This study attempts to use neurosurgical workforce distribution to uncover the social determinants of health that are associated with disparate access to neurosurgical care.

METHODS

Data were compiled from public sources and aggregated at the county level. Socioeconomic data were provided by the Brookings Institute. Racial and ethnicity data were gathered from the Centers for Disease Control and Prevention Wide-ranging Online Data for Epidemiologic Research. Physician density was retrieved from the Health Resources and Services Administration Area Health Resources Files.

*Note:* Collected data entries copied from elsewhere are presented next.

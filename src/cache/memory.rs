//! In-process cache storage
//!
//! Keeps every generation in memory. Used by tests and by hosts that do not
//! need entries to outlive the process.

use std::collections::HashMap;

use async_trait::async_trait;
use tokio::sync::RwLock;

use super::{CacheError, CacheStorage};
use crate::request::{RequestKey, StoredResponse};

/// Cache storage held entirely in memory
#[derive(Debug, Default)]
pub struct MemoryCacheStorage {
    /// Generations in creation order
    generations: RwLock<Vec<(String, HashMap<RequestKey, StoredResponse>)>>,
}

impl MemoryCacheStorage {
    /// Creates an empty storage
    pub fn new() -> Self {
        Self::default()
    }
}

#[async_trait]
impl CacheStorage for MemoryCacheStorage {
    async fn open(&self, name: &str) -> Result<(), CacheError> {
        let mut generations = self.generations.write().await;
        if !generations.iter().any(|(n, _)| n == name) {
            generations.push((name.to_string(), HashMap::new()));
        }
        Ok(())
    }

    async fn has(&self, name: &str) -> Result<bool, CacheError> {
        let generations = self.generations.read().await;
        Ok(generations.iter().any(|(n, _)| n == name))
    }

    async fn generations(&self) -> Result<Vec<String>, CacheError> {
        let generations = self.generations.read().await;
        Ok(generations.iter().map(|(n, _)| n.clone()).collect())
    }

    async fn put_all(
        &self,
        name: &str,
        entries: Vec<(RequestKey, StoredResponse)>,
    ) -> Result<(), CacheError> {
        let mut generations = self.generations.write().await;
        let (_, store) = generations
            .iter_mut()
            .find(|(n, _)| n == name)
            .ok_or_else(|| CacheError::UnknownGeneration(name.to_string()))?;
        store.extend(entries);
        Ok(())
    }

    async fn match_any(&self, key: &RequestKey) -> Result<Option<StoredResponse>, CacheError> {
        let generations = self.generations.read().await;
        Ok(generations
            .iter()
            .find_map(|(_, store)| store.get(key))
            .cloned())
    }

    async fn keys(&self, name: &str) -> Result<Vec<RequestKey>, CacheError> {
        let generations = self.generations.read().await;
        let (_, store) = generations
            .iter()
            .find(|(n, _)| n == name)
            .ok_or_else(|| CacheError::UnknownGeneration(name.to_string()))?;
        let mut keys: Vec<RequestKey> = store.keys().cloned().collect();
        keys.sort();
        Ok(keys)
    }
}

#[cfg(test)]
mod tests {
    use super::*;
    use reqwest::{Method, Url};

    fn key(path: &str) -> RequestKey {
        let url = Url::parse("http://localhost:8080/").unwrap().join(path).unwrap();
        RequestKey::new(&Method::GET, &url)
    }

    #[tokio::test]
    async fn test_open_is_idempotent_and_keeps_order() {
        let storage = MemoryCacheStorage::new();
        storage.open("v1").await.unwrap();
        storage.open("v2").await.unwrap();
        storage.open("v1").await.unwrap();

        assert_eq!(storage.generations().await.unwrap(), vec!["v1", "v2"]);
        assert!(storage.has("v1").await.unwrap());
        assert!(!storage.has("v3").await.unwrap());
    }

    #[tokio::test]
    async fn test_put_all_into_unknown_generation_fails() {
        let storage = MemoryCacheStorage::new();
        let result = storage
            .put_all("missing", vec![(key("a"), StoredResponse::new("a", 200, "a"))])
            .await;

        assert!(matches!(result, Err(CacheError::UnknownGeneration(_))));
    }

    #[tokio::test]
    async fn test_put_all_overwrites_existing_key() {
        let storage = MemoryCacheStorage::new();
        storage.open("v1").await.unwrap();
        storage
            .put_all("v1", vec![(key("a"), StoredResponse::new("a", 200, "first"))])
            .await
            .unwrap();
        storage
            .put_all("v1", vec![(key("a"), StoredResponse::new("a", 200, "second"))])
            .await
            .unwrap();

        assert_eq!(storage.keys("v1").await.unwrap().len(), 1);
        let hit = storage.match_any(&key("a")).await.unwrap().unwrap();
        assert_eq!(hit.body, b"second");
    }

    #[tokio::test]
    async fn test_match_any_searches_every_generation_in_order() {
        let storage = MemoryCacheStorage::new();
        storage.open("old").await.unwrap();
        storage.open("new").await.unwrap();
        storage
            .put_all("old", vec![(key("a"), StoredResponse::new("a", 200, "old"))])
            .await
            .unwrap();
        storage
            .put_all(
                "new",
                vec![
                    (key("a"), StoredResponse::new("a", 200, "new")),
                    (key("b"), StoredResponse::new("b", 200, "b")),
                ],
            )
            .await
            .unwrap();

        assert_eq!(storage.match_any(&key("a")).await.unwrap().unwrap().body, b"old");
        assert_eq!(storage.match_any(&key("b")).await.unwrap().unwrap().body, b"b");
        assert!(storage.match_any(&key("c")).await.unwrap().is_none());
    }
}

Catchment areas were constructed based on the 628 counties with neurosurgical coverage, with counties lacking neurosurgical coverage being integrated with the nearest covered county based on distances from the National Bureau of Economic Research’s County Distance Database. Catchment areas form a mutually exclusive and collectively exhaustive breakdown of the entire US population and licensed neurosurgeons.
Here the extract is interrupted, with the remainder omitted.